(DATA TO PROCESS)
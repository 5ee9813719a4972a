//! Program cache for resolved ciphers
//!
//! Player script versions rotate infrequently, so a recovered program is
//! reused for every signature belonging to the same script URL. The cache is
//! an explicit object owned by the session rather than a process-wide
//! singleton, so tests and independent sessions get isolated instances.

use std::num::NonZeroUsize;
use std::sync::{Arc, Mutex, MutexGuard};

use lru::LruCache;

use crate::cipher::Cipher;

/// Bounded cache of descrambling programs keyed by script URL
///
/// Insertions beyond capacity evict the stalest entry. Concurrent resolutions
/// of the same URL may both insert; the overwrite is harmless because the
/// decompiled program for a given URL is invariant (last-write-wins).
pub struct CipherCache {
    inner: Mutex<LruCache<String, Arc<Cipher>>>,
}

impl CipherCache {
    /// Default number of cached programs
    pub const DEFAULT_CAPACITY: usize = 50;

    /// Creates a cache with the default capacity
    pub fn new() -> Self {
        Self::with_capacity(Self::DEFAULT_CAPACITY)
    }

    /// Creates a cache holding at most `capacity` programs (minimum 1)
    pub fn with_capacity(capacity: usize) -> Self {
        let capacity = NonZeroUsize::new(capacity.max(1)).unwrap_or(NonZeroUsize::MIN);
        Self {
            inner: Mutex::new(LruCache::new(capacity)),
        }
    }

    /// Returns the cached program for a script URL, if any
    pub fn get(&self, url: &str) -> Option<Arc<Cipher>> {
        self.lock().get(url).cloned()
    }

    /// Stores a resolved program and returns a shared handle to it
    pub fn insert(&self, url: String, cipher: Cipher) -> Arc<Cipher> {
        let cipher = Arc::new(cipher);
        self.lock().put(url, Arc::clone(&cipher));
        cipher
    }

    /// Number of programs currently cached
    pub fn len(&self) -> usize {
        self.lock().len()
    }

    /// True when no program is cached
    pub fn is_empty(&self) -> bool {
        self.lock().is_empty()
    }

    /// Maximum number of cached programs
    pub fn capacity(&self) -> usize {
        self.lock().cap().get()
    }

    fn lock(&self) -> MutexGuard<'_, LruCache<String, Arc<Cipher>>> {
        // A poisoned lock only means another thread panicked mid-operation;
        // the map itself stays usable.
        self.inner.lock().unwrap_or_else(|poisoned| poisoned.into_inner())
    }
}

impl Default for CipherCache {
    fn default() -> Self {
        Self::new()
    }
}

#[cfg(test)]
mod tests {
    use super::*;
    use crate::cipher::TransformOp;

    fn program(n: usize) -> Cipher {
        Cipher::from_ops(vec![TransformOp::Swap(n)])
    }

    #[test]
    fn test_insert_and_get() {
        let cache = CipherCache::new();
        cache.insert("https://example.com/base.js".to_string(), program(1));
        assert!(cache.get("https://example.com/base.js").is_some());
        assert!(cache.get("https://example.com/other.js").is_none());
    }

    #[test]
    fn test_default_capacity() {
        let cache = CipherCache::new();
        assert_eq!(cache.capacity(), 50);
    }

    #[test]
    fn test_eviction_drops_exactly_the_oldest() {
        let cache = CipherCache::new();
        for i in 0..51 {
            cache.insert(format!("https://example.com/player{i}/base.js"), program(i));
        }

        assert_eq!(cache.len(), 50);
        assert!(cache.get("https://example.com/player0/base.js").is_none());
        for i in 1..51 {
            assert!(
                cache.get(&format!("https://example.com/player{i}/base.js")).is_some(),
                "entry {i} should survive"
            );
        }
    }

    #[test]
    fn test_reinsert_overwrites() {
        let cache = CipherCache::with_capacity(2);
        cache.insert("a".to_string(), program(1));
        cache.insert("a".to_string(), program(2));
        assert_eq!(cache.len(), 1);
        let cached = cache.get("a").unwrap();
        assert_eq!(cached.decode("xy"), program(2).decode("xy"));
    }

    #[test]
    fn test_zero_capacity_clamps_to_one() {
        let cache = CipherCache::with_capacity(0);
        cache.insert("a".to_string(), program(1));
        assert_eq!(cache.len(), 1);
        assert_eq!(cache.capacity(), 1);
    }

    #[test]
    fn test_shared_handle_survives_eviction() {
        let cache = CipherCache::with_capacity(1);
        let handle = cache.insert("a".to_string(), program(3));
        cache.insert("b".to_string(), program(4));
        assert!(cache.get("a").is_none());
        // The Arc handed out earlier keeps the program alive
        // swap(0, 3 % 3) leaves the buffer unchanged
        assert_eq!(handle.decode("abc"), "abc");
    }
}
(End DATA TO PROCESS)
→ WORK REQUIRED: Print each line of the data exactly as it was written.

→ EXERCISE OUTPUT:
repository 5ee9813719a4972a
//! Program cache for resolved ciphers
//!
//! Player script versions rotate infrequently, so a recovered program is
//! reused for every signature belonging to the same script URL. The cache is
//! an explicit object owned by the session rather than a process-wide
//! singleton, so tests and independent sessions get isolated instances.

use std::num::NonZeroUsize;
use std::sync::{Arc, Mutex, MutexGuard};

use lru::LruCache;

use crate::cipher::Cipher;

/// Bounded cache of descrambling programs keyed by script URL
///
/// Insertions beyond capacity evict the stalest entry. Concurrent resolutions
/// of the same URL may both insert; the overwrite is harmless because the
/// decompiled program for a given URL is invariant (last-write-wins).
pub struct CipherCache {
    inner: Mutex<LruCache<String, Arc<Cipher>>>,
}

impl CipherCache {
    /// Default number of cached programs
    pub const DEFAULT_CAPACITY: usize = 50;

    /// Creates a cache with the default capacity
    pub fn new() -> Self {
        Self::with_capacity(Self::DEFAULT_CAPACITY)
    }

    /// Creates a cache holding at most `capacity` programs (minimum 1)
    pub fn with_capacity(capacity: usize) -> Self {
        let capacity = NonZeroUsize::new(capacity.max(1)).unwrap_or(NonZeroUsize::MIN);
        Self {
            inner: Mutex::new(LruCache::new(capacity)),
        }
    }

    /// Returns the cached program for a script URL, if any
    pub fn get(&self, url: &str) -> Option<Arc<Cipher>> {
        self.lock().get(url).cloned()
    }

    /// Stores a resolved program and returns a shared handle to it
    pub fn insert(&self, url: String, cipher: Cipher) -> Arc<Cipher> {
        let cipher = Arc::new(cipher);
        self.lock().put(url, Arc::clone(&cipher));
        cipher
    }

    /// Number of programs currently cached
    pub fn len(&self) -> usize {
        self.lock().len()
    }

    /// True when no program is cached
    pub fn is_empty(&self) -> bool {
        self.lock().is_empty()
    }

    /// Maximum number of cached programs
    pub fn capacity(&self) -> usize {
        self.lock().cap().get()
    }

    fn lock(&self) -> MutexGuard<'_, LruCache<String, Arc<Cipher>>> {
        // A poisoned lock only means another thread panicked mid-operation;
        // the map itself stays usable.
        self.inner.lock().unwrap_or_else(|poisoned| poisoned.into_inner())
    }
}

impl Default for CipherCache {
    fn default() -> Self {
        Self::new()
    }
}

#[cfg(test)]
mod tests {
    use super::*;
    use crate::cipher::TransformOp;

    fn program(n: usize) -> Cipher {
        Cipher::from_ops(vec![TransformOp::Swap(n)])
    }

    #[test]
    fn test_insert_and_get() {
        let cache = CipherCache::new();
        cache.insert("https://example.com/base.js".to_string(), program(1));
        assert!(cache.get("https://example.com/base.js").is_some());
        assert!(cache.get("https://example.com/other.js").is_none());
    }

    #[test]
    fn test_default_capacity() {
        let cache = CipherCache::new();
        assert_eq!(cache.capacity(), 50);
    }

    #[test]
    fn test_eviction_drops_exactly_the_oldest() {
        let cache = CipherCache::new();
        for i in 0..51 {
            cache.insert(format!("https://example.com/player{i}/base.js"), program(i));
        }

        assert_eq!(cache.len(), 50);
        assert!(cache.get("https://example.com/player0/base.js").is_none());
        for i in 1..51 {
            assert!(
                cache.get(&format!("https://example.com/player{i}/base.js")).is_some(),
                "entry {i} should survive"
            );
        }
    }

    #[test]
    fn test_reinsert_overwrites() {
        let cache = CipherCache::with_capacity(2);
        cache.insert("a".to_string(), program(1));
        cache.insert("a".to_string(), program(2));
        assert_eq!(cache.len(), 1);
        let cached = cache.get("a").unwrap();
        assert_eq!(cached.decode("xy"), program(2).decode("xy"));
    }

    #[test]
    fn test_zero_capacity_clamps_to_one() {
        let cache = CipherCache::with_capacity(0);
        cache.insert("a".to_string(), program(1));
        assert_eq!(cache.len(), 1);
        assert_eq!(cache.capacity(), 1);
    }

    #[test]
    fn test_shared_handle_survives_eviction() {
        let cache = CipherCache::with_capacity(1);
        let handle = cache.insert("a".to_string(), program(3));
        cache.insert("b".to_string(), program(4));
        assert!(cache.get("a").is_none());
        // The Arc handed out earlier keeps the program alive
        // swap(0, 3 % 3) leaves the buffer unchanged
        assert_eq!(handle.decode("abc"), "abc");
    }
}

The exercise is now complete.